[SciPy-User] Inequality constrains definition and violation in slsqp

josef.pktd@gmai... josef.pktd@gmai...
Fri Dec 11 10:49:13 CST 2009


On Fri, Dec 11, 2009 at 11:37 AM, jagan prabhu <jagan_cbe2003@yahoo.co.in>wrote:

> My function is a simple least square, it look like,
>
> func = sum((observeddata[ ] - calculated[ ] )**2)  or sum(abs(observed[ ] -
> calculated[ ] ))
>
> The slsqp optimization code  is coupled to a third part software, beginning
> from the initial values for each function evaluation my optimization code
> passes 8 parameters to the software.
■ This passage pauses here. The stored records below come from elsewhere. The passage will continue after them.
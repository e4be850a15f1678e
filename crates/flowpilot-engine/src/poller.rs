//! Polling loop: runs the poll state machine against a live page driver

use flowpilot_core::fail_open::fail_open;
use flowpilot_core::{FlowError, GenerationConfig, GenerationDriver, GenerationResult, Result};
use tracing::{debug, info, warn};

use crate::clock::Clock;
use crate::state_machine::{transition, Action, Event, Phase, PollMachine, PollParams};

/// Executes state machine actions one at a time and feeds back the outcomes
///
/// Driver calls are awaited sequentially; a probe in flight always completes
/// before the timeout is re-evaluated at the top of the next tick.
pub struct Poller<'a, D: GenerationDriver + ?Sized, C: Clock + ?Sized> {
    driver: &'a D,
    clock: &'a C,
    popup_max_attempts: usize,
}

impl<'a, D: GenerationDriver + ?Sized, C: Clock + ?Sized> Poller<'a, D, C> {
    pub fn new(driver: &'a D, clock: &'a C, config: &GenerationConfig) -> Self {
        Self {
            driver,
            clock,
            popup_max_attempts: config.popup_max_attempts,
        }
    }

    /// Wait for the submission described by `params` to produce its results
    pub async fn run(&self, params: &PollParams) -> Result<GenerationResult> {
        let start = self.clock.now();
        let (mut machine, first) = PollMachine::start();
        let mut action = Some(first);
        let mut last_logged: Option<usize> = None;

        while let Some(current) = action {
            let event = match current {
                Action::NextTick { delay } => {
                    if !delay.is_zero() {
                        self.clock.sleep(delay).await;
                    }
                    Event::TickStarted {
                        elapsed: self.clock.now().saturating_sub(start),
                    }
                }
                Action::DismissPopups => {
                    let count = fail_open("dismiss_popups", || {
                        self.driver.dismiss_popups(self.popup_max_attempts)
                    })
                    .await
                    .unwrap_or(0);
                    if count > 0 {
                        info!("Dismissed {} popup(s) while polling", count);
                    }
                    Event::PopupsDismissed { count }
                }
                Action::CheckBackendBroken => Event::BrokenChecked {
                    label: self.driver.detect_backend_error().await?,
                },
                Action::CheckGenerationFailed => {
                    let failed = match self.driver.is_generation_failed().await {
                        Ok(failed) => failed,
                        Err(e) => {
                            debug!("Failed-generation probe errored, treating as absent: {}", e);
                            false
                        }
                    };
                    Event::FailedChecked { failed }
                }
                Action::ReadSnapshot => {
                    let snapshot = self.driver.read_snapshot().await?;
                    if last_logged != Some(snapshot.len()) {
                        let elapsed = self.clock.now().saturating_sub(start);
                        info!(
                            "Waiting for generation: {}/{} results ({}s)",
                            snapshot.len(),
                            params.expected_count,
                            elapsed.as_secs()
                        );
                        last_logged = Some(snapshot.len());
                    }
                    Event::SnapshotRead { snapshot }
                }
                Action::Cooldown(duration) => {
                    self.clock.sleep(duration).await;
                    Event::CooldownElapsed
                }
                Action::RetryGeneration => {
                    let dispatched = self.driver.retry_generation().await?;
                    if dispatched {
                        info!("Retry dispatched, waiting for generation");
                        last_logged = None;
                    } else {
                        warn!("Retry could not be dispatched, continuing to poll");
                    }
                    Event::RetryDispatched { dispatched }
                }
            };

            let (next, next_action) = transition(params, machine, event);
            machine = next;
            action = next_action;

            if let Some(Action::Cooldown(duration)) = &action {
                warn!(
                    "Generation failed, retrying in {:?} ({}/{})",
                    duration, machine.state.retry_count, params.max_retries
                );
            }
        }

        self.finish(machine.phase).await
    }

    async fn finish(&self, phase: Phase) -> Result<GenerationResult> {
        match &phase {
            Phase::Success { urls } => info!("Generation complete: {} results", urls.len()),
            Phase::Timeout { urls } => {
                warn!("Timed out waiting for generation, keeping {} results", urls.len());
                if urls.is_empty() {
                    self.save_empty_result_screenshot().await;
                }
            }
            Phase::RetryExhausted { urls } => {
                warn!(
                    "Generation kept failing, giving up with {} results",
                    urls.len()
                );
                if urls.is_empty() {
                    self.save_empty_result_screenshot().await;
                }
            }
            Phase::NeedsOuterRetry { label } => warn!("Backend looks broken: {}", label),
            Phase::Invalid { reason } => {
                return Err(FlowError::InvalidTransition(reason.clone()));
            }
            Phase::Polling(stage) => debug!("Poll loop stopped while in {:?}", stage),
        }

        phase.into_result().ok_or_else(|| {
            FlowError::InvalidTransition("poll loop ended without a terminal phase".to_string())
        })
    }

    async fn save_empty_result_screenshot(&self) {
        if let Some(Some(path)) = fail_open("debug_screenshot", || {
            self.driver.capture_debug_screenshot("debug_timeout")
        })
        .await
        {
            info!("Saved debug screenshot: {}", path.display());
        }
    }
}

#[cfg(test)]
mod tests {
    use super::*;
    use crate::clock::ManualClock;
    use crate::scripted::ScriptedDriver;
    use flowpilot_core::{CompletionReason, Snapshot};
    use std::time::Duration;

    fn config() -> GenerationConfig {
        GenerationConfig {
            stable_checks: 3,
            max_retries: 2,
            ..GenerationConfig::default()
        }
    }

    fn params(expected: usize, baseline: Snapshot, timeout_secs: u64) -> PollParams {
        PollParams::new(
            &config(),
            expected,
            baseline,
            Duration::from_secs(timeout_secs),
        )
    }

    #[tokio::test]
    async fn test_end_to_end_stable_success() {
        let driver = ScriptedDriver::new().with_snapshots(vec![
            vec![],
            vec![],
            vec!["a"],
            vec!["a", "b"],
            vec!["a", "b", "c", "d"],
            vec!["a", "b", "c", "d"],
            vec!["a", "b", "c", "d"],
            vec!["late"],
        ]);
        let clock = ManualClock::new();
        let poller = Poller::new(&driver, &clock, &config());

        let result = poller.run(&params(4, Snapshot::empty(), 300)).await.unwrap();

        assert_eq!(
            result,
            GenerationResult::Finished {
                urls: Snapshot::from(vec!["a", "b", "c", "d"]),
                reason: CompletionReason::Stable,
            }
        );
        // Success on the third identical read; no later read is taken.
        assert_eq!(driver.calls().snapshot_reads, 7);
    }

    #[tokio::test]
    async fn test_timeout_returns_last_non_baseline() {
        // Tick every second, budget of 6s: reads at t=0..=5.
        let driver = ScriptedDriver::new().with_snapshots(vec![
            vec![],
            vec![],
            vec!["a"],
            vec!["a", "b"],
            vec!["a", "b", "c", "d"],
            vec!["a", "b", "c", "d"],
        ]);
        let clock = ManualClock::new();
        let poller = Poller::new(&driver, &clock, &config());

        let result = poller.run(&params(4, Snapshot::empty(), 6)).await.unwrap();

        assert_eq!(
            result,
            GenerationResult::Finished {
                urls: Snapshot::from(vec!["a", "b", "c", "d"]),
                reason: CompletionReason::TimedOut,
            }
        );
        assert_eq!(driver.calls().snapshot_reads, 6);
        assert_eq!(driver.calls().screenshots, 0);
    }

    #[tokio::test]
    async fn test_baseline_only_times_out_empty() {
        let baseline = Snapshot::from(vec!["o1", "o2", "o3", "o4"]);
        let driver = ScriptedDriver::new().with_snapshots(vec![baseline.clone()]);
        let clock = ManualClock::new();
        let poller = Poller::new(&driver, &clock, &config());

        let result = poller.run(&params(4, baseline, 20)).await.unwrap();

        assert_eq!(
            result,
            GenerationResult::Finished {
                urls: Snapshot::empty(),
                reason: CompletionReason::TimedOut,
            }
        );
        assert_eq!(driver.calls().snapshot_reads, 20);
        assert_eq!(driver.calls().screenshots, 1);
    }

    #[tokio::test]
    async fn test_broken_takes_priority_over_failed() {
        let driver = ScriptedDriver::new()
            .with_broken(vec![Some("Something went wrong")])
            .with_failed(vec![true]);
        let clock = ManualClock::new();
        let poller = Poller::new(&driver, &clock, &config());

        let result = poller.run(&params(1, Snapshot::empty(), 60)).await.unwrap();

        assert_eq!(
            result,
            GenerationResult::Retry {
                error: "Something went wrong".to_string()
            }
        );
        let calls = driver.calls();
        assert_eq!(calls.failed_checks, 0);
        assert_eq!(calls.retries, 0);
        assert_eq!(calls.snapshot_reads, 0);
    }

    #[tokio::test]
    async fn test_broken_probe_cadence() {
        // Broken probe at t=0 and t=2 only; detected on the second probe.
        let driver = ScriptedDriver::new().with_broken(vec![None, Some("An error occurred")]);
        let clock = ManualClock::new();
        let poller = Poller::new(&driver, &clock, &config());

        let result = poller.run(&params(1, Snapshot::empty(), 60)).await.unwrap();

        assert!(result.needs_retry());
        let calls = driver.calls();
        assert_eq!(calls.broken_checks, 2);
        assert_eq!(calls.snapshot_reads, 2);
        assert_eq!(clock.now(), Duration::from_secs(2));
    }

    #[tokio::test]
    async fn test_failed_generation_retries_then_succeeds() {
        let driver = ScriptedDriver::new()
            .with_failed(vec![false, true])
            .with_snapshots(vec![vec!["x"], vec!["a"], vec!["a"], vec!["a"]]);
        let clock = ManualClock::new();
        let poller = Poller::new(&driver, &clock, &config());

        let result = poller.run(&params(1, Snapshot::empty(), 600)).await.unwrap();

        assert_eq!(
            result,
            GenerationResult::Finished {
                urls: Snapshot::from(vec!["a"]),
                reason: CompletionReason::Stable,
            }
        );
        assert_eq!(driver.calls().retries, 1);
        assert!(clock.sleeps().contains(&Duration::from_secs(60)));
    }

    #[tokio::test]
    async fn test_retry_exhaustion_returns_partial() {
        let driver = ScriptedDriver::new()
            .with_failed(vec![false, true, true, true])
            .with_snapshots(vec![vec!["a"]]);
        let clock = ManualClock::new();
        let poller = Poller::new(&driver, &clock, &config());

        let result = poller.run(&params(4, Snapshot::empty(), 3600)).await.unwrap();

        assert_eq!(
            result,
            GenerationResult::Finished {
                urls: Snapshot::from(vec!["a"]),
                reason: CompletionReason::RetriesExhausted,
            }
        );
        // max_retries = 2: the third banner gives up without a third retry.
        assert_eq!(driver.calls().retries, 2);
    }

    #[tokio::test]
    async fn test_retry_exhaustion_without_results_saves_screenshot() {
        let driver = ScriptedDriver::new().with_failed(vec![true, true, true]);
        let clock = ManualClock::new();
        let poller = Poller::new(&driver, &clock, &config());

        let result = poller.run(&params(4, Snapshot::empty(), 3600)).await.unwrap();

        assert_eq!(
            result,
            GenerationResult::Finished {
                urls: Snapshot::empty(),
                reason: CompletionReason::RetriesExhausted,
            }
        );
        assert_eq!(driver.calls().screenshots, 1);
    }

    #[tokio::test]
    async fn test_failed_probe_error_keeps_polling() {
        let driver = ScriptedDriver::new()
            .with_failed(vec![false])
            .with_failed_probe_error("JavaScript evaluation failed: timeout")
            .with_snapshots(vec![vec!["a"]]);
        let clock = ManualClock::new();
        let poller = Poller::new(&driver, &clock, &config());

        let result = poller.run(&params(1, Snapshot::empty(), 300)).await.unwrap();

        assert_eq!(
            result,
            GenerationResult::Finished {
                urls: Snapshot::from(vec!["a"]),
                reason: CompletionReason::Stable,
            }
        );
        assert_eq!(driver.calls().retries, 0);
    }

    #[tokio::test]
    async fn test_popups_swept_every_thirty_seconds() {
        let driver = ScriptedDriver::new();
        let clock = ManualClock::new();
        let poller = Poller::new(&driver, &clock, &config());

        poller.run(&params(1, Snapshot::empty(), 61)).await.unwrap();

        // t = 0, 30, 60
        assert_eq!(driver.calls().popup_sweeps, 3);
    }
}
Based on these 8 parameters software
> calculates the data and its is stored in calculated[ ] array and
> observeddata[ ]  is a constant data through out the process, aim is to
> minimize the error between the observedata[ ] and calculated[ ]  by choosing
> the proper parameter. Basically i want to do a inverse process
> identification.
>
> observeddata[ ]  and calculated[ ] will be an array of 200 to 400 entries.
>
> My software is very sensitive to the constraints, if it violates  is stops
> execution and  the entire process stops.
>
> End of the process i don't know whether it is violated or not, because once
> in between the process constrains are violated the coupling software stops
> execution and my optimization process stops.
>
> So i am forced to search of a better way to define my constraints so that
> it will not violated during function evaluation.
>


In this case you also have to rewrite (or drop) your numerical
differentiation, because you violate the constraint yourself.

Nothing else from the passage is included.